> [Prompt]
Every line with "derive" in it must be copied from the data.

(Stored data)
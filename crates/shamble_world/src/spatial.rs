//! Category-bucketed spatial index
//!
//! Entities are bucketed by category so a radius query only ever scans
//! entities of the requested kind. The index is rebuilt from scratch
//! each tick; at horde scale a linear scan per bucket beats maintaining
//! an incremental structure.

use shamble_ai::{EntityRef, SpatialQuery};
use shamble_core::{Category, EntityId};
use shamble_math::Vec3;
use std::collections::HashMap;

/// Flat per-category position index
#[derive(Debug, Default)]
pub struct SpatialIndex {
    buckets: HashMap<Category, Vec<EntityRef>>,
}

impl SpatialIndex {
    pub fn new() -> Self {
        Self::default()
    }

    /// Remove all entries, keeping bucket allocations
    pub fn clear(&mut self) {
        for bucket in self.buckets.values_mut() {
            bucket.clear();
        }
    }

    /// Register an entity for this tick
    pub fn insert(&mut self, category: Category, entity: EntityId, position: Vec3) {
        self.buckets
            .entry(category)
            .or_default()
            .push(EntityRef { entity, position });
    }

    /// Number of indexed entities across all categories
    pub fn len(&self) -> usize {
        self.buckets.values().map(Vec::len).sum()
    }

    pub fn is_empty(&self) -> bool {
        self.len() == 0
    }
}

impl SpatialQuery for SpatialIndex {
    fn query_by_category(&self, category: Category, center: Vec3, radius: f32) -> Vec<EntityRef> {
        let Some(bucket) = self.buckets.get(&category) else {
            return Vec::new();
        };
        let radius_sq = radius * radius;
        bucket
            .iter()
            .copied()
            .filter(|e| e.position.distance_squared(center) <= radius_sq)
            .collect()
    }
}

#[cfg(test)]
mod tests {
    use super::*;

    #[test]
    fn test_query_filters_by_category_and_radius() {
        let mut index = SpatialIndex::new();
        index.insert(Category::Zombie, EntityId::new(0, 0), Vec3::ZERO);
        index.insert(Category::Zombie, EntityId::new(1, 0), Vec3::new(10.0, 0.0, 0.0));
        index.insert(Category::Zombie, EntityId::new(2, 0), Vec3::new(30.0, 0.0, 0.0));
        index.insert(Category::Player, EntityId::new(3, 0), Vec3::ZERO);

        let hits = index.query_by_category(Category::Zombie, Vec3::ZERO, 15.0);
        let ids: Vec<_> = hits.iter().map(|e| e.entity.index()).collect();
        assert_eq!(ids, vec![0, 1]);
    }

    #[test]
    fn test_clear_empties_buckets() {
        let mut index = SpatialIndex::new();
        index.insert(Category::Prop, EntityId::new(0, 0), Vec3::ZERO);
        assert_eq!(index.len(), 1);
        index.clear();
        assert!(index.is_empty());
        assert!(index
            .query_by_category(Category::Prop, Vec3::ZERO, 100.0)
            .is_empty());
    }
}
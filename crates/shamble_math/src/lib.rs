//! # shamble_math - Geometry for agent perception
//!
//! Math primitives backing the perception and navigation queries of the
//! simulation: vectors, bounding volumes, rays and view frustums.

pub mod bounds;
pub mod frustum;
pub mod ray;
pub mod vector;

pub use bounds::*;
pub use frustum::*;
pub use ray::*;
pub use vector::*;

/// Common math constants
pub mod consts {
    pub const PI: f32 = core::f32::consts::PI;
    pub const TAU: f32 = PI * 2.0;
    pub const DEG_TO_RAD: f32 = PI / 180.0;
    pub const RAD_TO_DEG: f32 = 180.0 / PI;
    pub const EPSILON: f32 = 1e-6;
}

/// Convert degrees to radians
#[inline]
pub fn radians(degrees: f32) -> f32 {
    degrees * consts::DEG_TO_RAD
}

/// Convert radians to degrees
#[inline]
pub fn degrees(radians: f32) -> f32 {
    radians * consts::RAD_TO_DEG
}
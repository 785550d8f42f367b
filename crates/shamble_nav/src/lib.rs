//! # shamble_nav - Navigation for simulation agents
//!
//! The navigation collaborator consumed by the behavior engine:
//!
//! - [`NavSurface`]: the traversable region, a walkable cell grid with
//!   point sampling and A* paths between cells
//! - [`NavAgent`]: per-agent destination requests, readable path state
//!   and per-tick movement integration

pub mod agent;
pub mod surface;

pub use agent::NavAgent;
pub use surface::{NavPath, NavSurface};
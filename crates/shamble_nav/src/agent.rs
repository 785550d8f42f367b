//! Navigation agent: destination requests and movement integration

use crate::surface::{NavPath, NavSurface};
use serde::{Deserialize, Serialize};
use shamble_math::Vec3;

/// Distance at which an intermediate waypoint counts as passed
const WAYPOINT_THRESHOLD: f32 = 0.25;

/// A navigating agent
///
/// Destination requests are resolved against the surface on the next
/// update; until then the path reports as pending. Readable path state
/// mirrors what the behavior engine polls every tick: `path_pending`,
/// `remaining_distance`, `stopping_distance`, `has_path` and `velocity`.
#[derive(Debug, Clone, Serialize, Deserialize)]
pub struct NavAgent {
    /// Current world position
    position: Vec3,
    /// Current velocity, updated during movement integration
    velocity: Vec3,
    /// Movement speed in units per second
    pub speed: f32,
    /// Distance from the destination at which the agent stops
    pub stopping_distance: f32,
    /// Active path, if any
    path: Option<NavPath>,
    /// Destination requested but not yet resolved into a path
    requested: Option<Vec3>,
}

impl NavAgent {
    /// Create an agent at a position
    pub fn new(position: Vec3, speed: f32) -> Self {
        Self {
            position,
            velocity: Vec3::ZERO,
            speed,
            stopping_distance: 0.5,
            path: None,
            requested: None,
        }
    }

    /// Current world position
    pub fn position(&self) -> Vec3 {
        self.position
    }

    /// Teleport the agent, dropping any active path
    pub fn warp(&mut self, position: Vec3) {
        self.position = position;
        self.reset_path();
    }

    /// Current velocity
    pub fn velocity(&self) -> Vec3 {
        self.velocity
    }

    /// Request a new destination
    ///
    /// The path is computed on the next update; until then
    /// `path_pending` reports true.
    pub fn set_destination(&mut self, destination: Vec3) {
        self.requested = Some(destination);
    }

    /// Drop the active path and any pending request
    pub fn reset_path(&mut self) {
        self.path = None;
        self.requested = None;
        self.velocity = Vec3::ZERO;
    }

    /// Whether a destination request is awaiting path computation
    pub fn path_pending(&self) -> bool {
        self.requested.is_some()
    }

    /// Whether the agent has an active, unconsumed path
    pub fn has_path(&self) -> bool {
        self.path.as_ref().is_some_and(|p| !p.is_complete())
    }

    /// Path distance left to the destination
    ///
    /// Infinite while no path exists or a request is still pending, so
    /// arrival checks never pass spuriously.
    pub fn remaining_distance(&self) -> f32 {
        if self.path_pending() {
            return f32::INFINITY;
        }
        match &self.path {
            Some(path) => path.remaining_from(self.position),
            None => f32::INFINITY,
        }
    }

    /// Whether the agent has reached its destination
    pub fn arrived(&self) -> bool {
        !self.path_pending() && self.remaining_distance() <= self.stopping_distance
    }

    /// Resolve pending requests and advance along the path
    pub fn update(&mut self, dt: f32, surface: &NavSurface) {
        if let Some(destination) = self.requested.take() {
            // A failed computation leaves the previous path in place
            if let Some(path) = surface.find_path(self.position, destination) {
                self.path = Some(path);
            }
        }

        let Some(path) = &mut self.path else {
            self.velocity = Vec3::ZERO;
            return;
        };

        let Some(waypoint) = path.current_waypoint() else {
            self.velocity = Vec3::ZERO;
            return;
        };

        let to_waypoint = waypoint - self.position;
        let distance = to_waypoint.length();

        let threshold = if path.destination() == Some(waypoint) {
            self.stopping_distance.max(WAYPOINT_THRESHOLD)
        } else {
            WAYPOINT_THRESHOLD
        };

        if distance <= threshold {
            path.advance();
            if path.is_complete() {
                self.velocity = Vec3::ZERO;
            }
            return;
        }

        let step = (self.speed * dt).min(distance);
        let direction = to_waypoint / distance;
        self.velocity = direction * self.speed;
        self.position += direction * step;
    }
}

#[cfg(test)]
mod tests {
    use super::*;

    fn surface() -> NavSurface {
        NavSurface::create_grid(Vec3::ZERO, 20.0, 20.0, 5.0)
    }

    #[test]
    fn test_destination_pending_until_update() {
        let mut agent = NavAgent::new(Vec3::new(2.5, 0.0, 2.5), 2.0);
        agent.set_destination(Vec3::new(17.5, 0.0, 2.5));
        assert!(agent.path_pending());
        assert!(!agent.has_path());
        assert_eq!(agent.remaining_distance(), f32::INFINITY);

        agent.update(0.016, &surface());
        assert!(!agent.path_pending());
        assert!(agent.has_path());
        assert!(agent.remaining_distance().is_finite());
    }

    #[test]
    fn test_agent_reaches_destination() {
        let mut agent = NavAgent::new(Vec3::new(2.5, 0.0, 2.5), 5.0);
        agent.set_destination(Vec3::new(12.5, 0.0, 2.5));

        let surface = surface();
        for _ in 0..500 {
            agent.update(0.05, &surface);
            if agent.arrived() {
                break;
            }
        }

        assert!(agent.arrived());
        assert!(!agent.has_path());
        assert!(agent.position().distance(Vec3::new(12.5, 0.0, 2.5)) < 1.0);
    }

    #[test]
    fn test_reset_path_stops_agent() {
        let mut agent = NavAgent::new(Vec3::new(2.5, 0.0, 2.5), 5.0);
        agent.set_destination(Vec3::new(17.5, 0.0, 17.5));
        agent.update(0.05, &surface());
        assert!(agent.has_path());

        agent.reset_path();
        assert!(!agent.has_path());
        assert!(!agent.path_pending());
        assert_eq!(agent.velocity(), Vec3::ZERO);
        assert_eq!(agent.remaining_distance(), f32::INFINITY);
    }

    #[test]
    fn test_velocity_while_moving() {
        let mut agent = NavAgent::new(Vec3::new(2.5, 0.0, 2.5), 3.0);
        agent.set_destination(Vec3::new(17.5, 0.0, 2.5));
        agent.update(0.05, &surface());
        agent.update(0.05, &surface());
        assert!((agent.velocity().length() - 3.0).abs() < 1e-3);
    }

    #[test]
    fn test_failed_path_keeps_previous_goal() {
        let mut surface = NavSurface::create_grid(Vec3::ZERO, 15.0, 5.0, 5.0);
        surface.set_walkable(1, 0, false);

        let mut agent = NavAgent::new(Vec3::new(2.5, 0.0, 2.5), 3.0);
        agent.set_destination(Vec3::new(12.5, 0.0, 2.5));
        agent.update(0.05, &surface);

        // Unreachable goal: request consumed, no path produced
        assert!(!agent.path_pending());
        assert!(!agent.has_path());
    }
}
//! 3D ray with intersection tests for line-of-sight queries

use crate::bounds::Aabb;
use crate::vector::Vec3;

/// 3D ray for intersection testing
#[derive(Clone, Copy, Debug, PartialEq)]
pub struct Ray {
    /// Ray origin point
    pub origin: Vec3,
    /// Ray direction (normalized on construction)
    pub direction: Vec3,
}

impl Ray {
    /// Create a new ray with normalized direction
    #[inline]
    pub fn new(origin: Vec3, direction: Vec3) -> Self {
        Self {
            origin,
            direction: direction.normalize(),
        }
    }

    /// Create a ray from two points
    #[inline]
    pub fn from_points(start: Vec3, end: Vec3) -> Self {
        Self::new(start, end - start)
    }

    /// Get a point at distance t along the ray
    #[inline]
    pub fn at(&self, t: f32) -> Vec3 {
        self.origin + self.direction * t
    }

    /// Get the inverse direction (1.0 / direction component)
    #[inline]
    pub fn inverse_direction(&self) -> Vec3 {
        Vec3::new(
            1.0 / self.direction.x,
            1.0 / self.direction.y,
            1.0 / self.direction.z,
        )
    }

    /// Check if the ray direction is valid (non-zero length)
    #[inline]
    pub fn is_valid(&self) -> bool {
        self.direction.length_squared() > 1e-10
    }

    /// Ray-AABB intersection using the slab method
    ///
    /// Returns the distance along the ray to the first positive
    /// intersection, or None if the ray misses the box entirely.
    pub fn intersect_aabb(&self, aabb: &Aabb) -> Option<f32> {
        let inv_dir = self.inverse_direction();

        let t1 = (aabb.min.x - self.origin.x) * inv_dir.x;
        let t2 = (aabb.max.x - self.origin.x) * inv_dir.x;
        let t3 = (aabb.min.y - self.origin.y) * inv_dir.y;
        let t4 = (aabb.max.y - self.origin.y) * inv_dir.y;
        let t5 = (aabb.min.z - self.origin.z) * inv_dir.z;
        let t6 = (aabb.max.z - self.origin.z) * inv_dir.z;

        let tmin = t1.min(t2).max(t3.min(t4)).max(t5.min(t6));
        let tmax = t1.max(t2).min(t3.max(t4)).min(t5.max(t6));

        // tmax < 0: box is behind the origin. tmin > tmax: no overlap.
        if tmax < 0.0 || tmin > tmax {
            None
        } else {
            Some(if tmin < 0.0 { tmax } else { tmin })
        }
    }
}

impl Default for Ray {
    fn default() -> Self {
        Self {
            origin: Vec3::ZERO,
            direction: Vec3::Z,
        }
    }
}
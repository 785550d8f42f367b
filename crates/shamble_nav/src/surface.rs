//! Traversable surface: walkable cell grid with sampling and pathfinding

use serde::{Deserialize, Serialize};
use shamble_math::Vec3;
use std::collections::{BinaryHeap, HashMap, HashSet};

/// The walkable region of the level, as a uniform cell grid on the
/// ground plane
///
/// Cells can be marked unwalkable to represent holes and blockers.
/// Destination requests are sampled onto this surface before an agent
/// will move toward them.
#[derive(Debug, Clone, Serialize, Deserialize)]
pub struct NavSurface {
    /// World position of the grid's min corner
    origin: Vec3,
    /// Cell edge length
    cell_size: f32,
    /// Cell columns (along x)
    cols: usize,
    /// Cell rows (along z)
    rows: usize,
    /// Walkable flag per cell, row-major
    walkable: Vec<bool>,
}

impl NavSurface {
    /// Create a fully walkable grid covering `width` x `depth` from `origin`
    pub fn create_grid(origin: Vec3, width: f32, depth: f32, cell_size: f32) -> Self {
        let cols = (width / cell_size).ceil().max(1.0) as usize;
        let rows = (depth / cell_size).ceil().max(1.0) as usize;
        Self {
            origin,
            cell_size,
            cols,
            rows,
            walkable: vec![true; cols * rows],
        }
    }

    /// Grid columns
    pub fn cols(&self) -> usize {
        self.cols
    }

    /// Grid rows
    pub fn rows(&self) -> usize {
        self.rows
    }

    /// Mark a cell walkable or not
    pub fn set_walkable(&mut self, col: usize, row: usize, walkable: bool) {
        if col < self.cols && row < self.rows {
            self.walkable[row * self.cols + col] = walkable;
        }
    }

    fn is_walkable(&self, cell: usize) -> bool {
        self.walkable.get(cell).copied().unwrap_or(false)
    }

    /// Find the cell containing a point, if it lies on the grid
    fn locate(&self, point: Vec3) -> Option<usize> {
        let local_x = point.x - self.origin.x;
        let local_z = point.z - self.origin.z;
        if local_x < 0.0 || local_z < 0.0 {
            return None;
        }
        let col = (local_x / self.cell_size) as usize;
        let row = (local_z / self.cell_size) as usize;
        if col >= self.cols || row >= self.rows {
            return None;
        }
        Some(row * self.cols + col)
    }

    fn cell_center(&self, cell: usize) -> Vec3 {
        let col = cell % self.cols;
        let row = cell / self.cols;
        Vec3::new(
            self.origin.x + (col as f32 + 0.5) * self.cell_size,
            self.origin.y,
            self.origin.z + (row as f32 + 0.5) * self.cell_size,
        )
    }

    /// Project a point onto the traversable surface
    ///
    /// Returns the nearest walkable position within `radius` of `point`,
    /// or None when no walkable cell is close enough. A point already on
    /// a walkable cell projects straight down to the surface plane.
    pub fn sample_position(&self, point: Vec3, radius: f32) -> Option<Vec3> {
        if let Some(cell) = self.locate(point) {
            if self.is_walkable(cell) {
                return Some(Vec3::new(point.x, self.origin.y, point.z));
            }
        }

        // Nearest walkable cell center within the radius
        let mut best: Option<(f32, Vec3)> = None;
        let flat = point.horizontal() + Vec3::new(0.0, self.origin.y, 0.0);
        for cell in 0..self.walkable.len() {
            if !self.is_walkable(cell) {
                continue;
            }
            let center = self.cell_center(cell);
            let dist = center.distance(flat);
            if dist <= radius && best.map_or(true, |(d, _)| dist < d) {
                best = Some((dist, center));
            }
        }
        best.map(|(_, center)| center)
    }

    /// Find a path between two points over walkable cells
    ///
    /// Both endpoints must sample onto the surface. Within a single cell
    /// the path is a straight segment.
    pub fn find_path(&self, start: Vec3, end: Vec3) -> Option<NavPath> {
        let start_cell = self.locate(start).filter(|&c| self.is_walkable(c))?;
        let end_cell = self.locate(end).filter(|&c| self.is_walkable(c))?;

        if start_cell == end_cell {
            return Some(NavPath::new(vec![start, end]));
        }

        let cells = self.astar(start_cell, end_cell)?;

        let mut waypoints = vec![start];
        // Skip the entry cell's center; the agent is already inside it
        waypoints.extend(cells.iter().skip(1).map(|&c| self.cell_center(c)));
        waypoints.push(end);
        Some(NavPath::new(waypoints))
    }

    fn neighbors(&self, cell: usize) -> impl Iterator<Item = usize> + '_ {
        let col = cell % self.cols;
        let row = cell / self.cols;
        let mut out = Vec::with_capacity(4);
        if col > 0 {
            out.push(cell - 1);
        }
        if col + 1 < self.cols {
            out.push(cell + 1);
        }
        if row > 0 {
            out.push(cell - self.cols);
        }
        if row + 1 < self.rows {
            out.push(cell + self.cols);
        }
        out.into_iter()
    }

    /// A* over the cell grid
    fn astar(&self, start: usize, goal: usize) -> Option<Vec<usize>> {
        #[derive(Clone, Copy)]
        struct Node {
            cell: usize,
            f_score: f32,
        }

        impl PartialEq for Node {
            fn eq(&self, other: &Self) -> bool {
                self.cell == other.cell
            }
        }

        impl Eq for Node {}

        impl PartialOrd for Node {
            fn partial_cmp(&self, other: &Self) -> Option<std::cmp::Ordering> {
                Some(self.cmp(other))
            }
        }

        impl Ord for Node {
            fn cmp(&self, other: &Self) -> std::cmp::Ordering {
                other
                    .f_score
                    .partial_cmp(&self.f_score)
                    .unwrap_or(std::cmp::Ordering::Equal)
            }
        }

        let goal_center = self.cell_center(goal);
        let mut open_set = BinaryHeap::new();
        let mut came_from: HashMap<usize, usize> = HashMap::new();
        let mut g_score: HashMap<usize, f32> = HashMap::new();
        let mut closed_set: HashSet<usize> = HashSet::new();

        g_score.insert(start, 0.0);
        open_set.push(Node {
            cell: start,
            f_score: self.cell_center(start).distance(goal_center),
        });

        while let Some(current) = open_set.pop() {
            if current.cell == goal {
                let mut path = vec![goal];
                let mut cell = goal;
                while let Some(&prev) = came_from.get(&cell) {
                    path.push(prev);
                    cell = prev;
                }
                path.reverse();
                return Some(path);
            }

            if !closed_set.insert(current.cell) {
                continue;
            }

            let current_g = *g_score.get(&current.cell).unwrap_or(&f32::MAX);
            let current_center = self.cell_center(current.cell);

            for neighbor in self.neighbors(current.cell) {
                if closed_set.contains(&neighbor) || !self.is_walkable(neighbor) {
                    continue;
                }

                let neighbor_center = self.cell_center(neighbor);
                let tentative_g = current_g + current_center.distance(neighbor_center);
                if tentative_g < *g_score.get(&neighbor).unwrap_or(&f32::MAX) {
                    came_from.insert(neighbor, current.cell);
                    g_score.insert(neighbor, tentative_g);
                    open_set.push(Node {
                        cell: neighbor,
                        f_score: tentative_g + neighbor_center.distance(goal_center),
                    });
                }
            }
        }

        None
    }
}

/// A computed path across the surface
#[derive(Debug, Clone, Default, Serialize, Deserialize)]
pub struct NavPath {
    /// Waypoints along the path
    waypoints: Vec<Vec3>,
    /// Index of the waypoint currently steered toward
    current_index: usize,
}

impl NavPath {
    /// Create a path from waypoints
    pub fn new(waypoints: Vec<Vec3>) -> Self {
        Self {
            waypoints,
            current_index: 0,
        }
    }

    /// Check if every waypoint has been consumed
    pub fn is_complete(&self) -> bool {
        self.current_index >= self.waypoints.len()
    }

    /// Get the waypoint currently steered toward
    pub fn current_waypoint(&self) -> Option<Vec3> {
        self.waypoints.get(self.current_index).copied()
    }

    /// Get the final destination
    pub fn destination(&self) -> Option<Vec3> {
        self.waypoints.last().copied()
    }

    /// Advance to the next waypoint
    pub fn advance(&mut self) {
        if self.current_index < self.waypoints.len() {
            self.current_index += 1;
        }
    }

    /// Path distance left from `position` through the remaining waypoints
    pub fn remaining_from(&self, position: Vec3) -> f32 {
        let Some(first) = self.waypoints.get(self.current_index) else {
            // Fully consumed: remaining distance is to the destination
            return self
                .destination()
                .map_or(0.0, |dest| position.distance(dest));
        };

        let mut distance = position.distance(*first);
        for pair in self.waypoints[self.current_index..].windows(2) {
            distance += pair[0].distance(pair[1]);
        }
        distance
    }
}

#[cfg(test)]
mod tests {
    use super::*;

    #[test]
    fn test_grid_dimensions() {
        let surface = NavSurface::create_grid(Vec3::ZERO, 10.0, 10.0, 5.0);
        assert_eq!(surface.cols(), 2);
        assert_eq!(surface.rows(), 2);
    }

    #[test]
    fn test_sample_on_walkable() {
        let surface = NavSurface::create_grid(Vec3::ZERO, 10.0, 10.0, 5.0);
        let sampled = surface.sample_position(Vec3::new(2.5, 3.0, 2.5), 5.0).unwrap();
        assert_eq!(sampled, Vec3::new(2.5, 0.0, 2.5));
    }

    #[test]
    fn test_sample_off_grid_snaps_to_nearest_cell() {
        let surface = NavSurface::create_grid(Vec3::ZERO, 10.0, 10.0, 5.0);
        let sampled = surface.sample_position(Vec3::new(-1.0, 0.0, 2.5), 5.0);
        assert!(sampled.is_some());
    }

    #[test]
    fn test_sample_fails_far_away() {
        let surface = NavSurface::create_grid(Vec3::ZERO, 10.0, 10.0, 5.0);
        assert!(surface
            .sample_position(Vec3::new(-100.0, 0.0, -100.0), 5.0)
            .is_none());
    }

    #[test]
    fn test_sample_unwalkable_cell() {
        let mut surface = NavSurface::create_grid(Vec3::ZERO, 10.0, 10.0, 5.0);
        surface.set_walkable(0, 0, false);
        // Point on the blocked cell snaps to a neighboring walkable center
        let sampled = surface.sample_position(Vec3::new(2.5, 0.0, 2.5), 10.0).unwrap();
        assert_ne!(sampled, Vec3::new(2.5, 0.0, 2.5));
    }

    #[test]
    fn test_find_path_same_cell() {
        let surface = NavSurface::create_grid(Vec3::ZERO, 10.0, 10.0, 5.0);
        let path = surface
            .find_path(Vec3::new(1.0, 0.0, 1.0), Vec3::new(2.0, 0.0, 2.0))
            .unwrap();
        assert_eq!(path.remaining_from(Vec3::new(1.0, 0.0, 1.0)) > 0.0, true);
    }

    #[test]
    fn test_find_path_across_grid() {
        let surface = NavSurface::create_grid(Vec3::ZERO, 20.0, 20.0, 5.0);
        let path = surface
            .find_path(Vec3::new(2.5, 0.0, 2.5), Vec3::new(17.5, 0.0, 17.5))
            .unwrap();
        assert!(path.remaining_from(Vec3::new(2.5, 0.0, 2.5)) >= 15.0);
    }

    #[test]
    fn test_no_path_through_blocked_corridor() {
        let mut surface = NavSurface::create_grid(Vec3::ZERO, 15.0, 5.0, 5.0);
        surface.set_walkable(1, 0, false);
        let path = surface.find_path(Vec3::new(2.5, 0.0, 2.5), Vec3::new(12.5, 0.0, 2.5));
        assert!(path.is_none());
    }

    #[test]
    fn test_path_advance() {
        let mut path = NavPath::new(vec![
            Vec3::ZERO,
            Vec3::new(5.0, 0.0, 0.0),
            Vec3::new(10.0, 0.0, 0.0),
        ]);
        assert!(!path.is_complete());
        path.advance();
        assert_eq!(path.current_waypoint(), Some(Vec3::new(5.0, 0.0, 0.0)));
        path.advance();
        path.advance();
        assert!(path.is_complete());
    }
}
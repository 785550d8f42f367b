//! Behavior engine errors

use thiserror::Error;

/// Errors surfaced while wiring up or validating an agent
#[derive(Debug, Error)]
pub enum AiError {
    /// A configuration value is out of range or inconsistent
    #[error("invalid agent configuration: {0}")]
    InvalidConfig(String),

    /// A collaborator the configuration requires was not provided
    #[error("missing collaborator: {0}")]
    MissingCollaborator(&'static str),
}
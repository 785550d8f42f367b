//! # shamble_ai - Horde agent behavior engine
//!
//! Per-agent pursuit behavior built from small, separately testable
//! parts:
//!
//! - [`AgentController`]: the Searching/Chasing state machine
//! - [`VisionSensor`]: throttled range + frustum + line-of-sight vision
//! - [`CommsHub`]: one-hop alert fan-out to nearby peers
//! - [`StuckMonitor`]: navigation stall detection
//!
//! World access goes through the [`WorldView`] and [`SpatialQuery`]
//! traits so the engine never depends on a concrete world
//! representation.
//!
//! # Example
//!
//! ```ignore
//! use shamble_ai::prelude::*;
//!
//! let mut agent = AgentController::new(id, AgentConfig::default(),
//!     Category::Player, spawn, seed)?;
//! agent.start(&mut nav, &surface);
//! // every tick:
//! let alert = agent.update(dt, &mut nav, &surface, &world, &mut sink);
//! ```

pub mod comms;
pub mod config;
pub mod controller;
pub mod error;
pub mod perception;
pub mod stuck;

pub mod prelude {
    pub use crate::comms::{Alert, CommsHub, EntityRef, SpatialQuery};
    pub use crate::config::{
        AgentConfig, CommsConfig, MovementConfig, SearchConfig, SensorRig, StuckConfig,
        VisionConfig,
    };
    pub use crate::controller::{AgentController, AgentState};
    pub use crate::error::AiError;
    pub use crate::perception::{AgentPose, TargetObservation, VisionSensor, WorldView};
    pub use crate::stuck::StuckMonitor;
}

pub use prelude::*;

> [Answer box]
#[derive(Debug, Default)]
#[derive(Debug, Clone, Serialize, Deserialize)]
#[derive(Clone, Copy, Debug, PartialEq)]
#[derive(Debug, Clone, Serialize, Deserialize)]
        #[derive(Clone, Copy)]
#[derive(Debug, Clone, Default, Serialize, Deserialize)]
#[derive(Debug, Error)]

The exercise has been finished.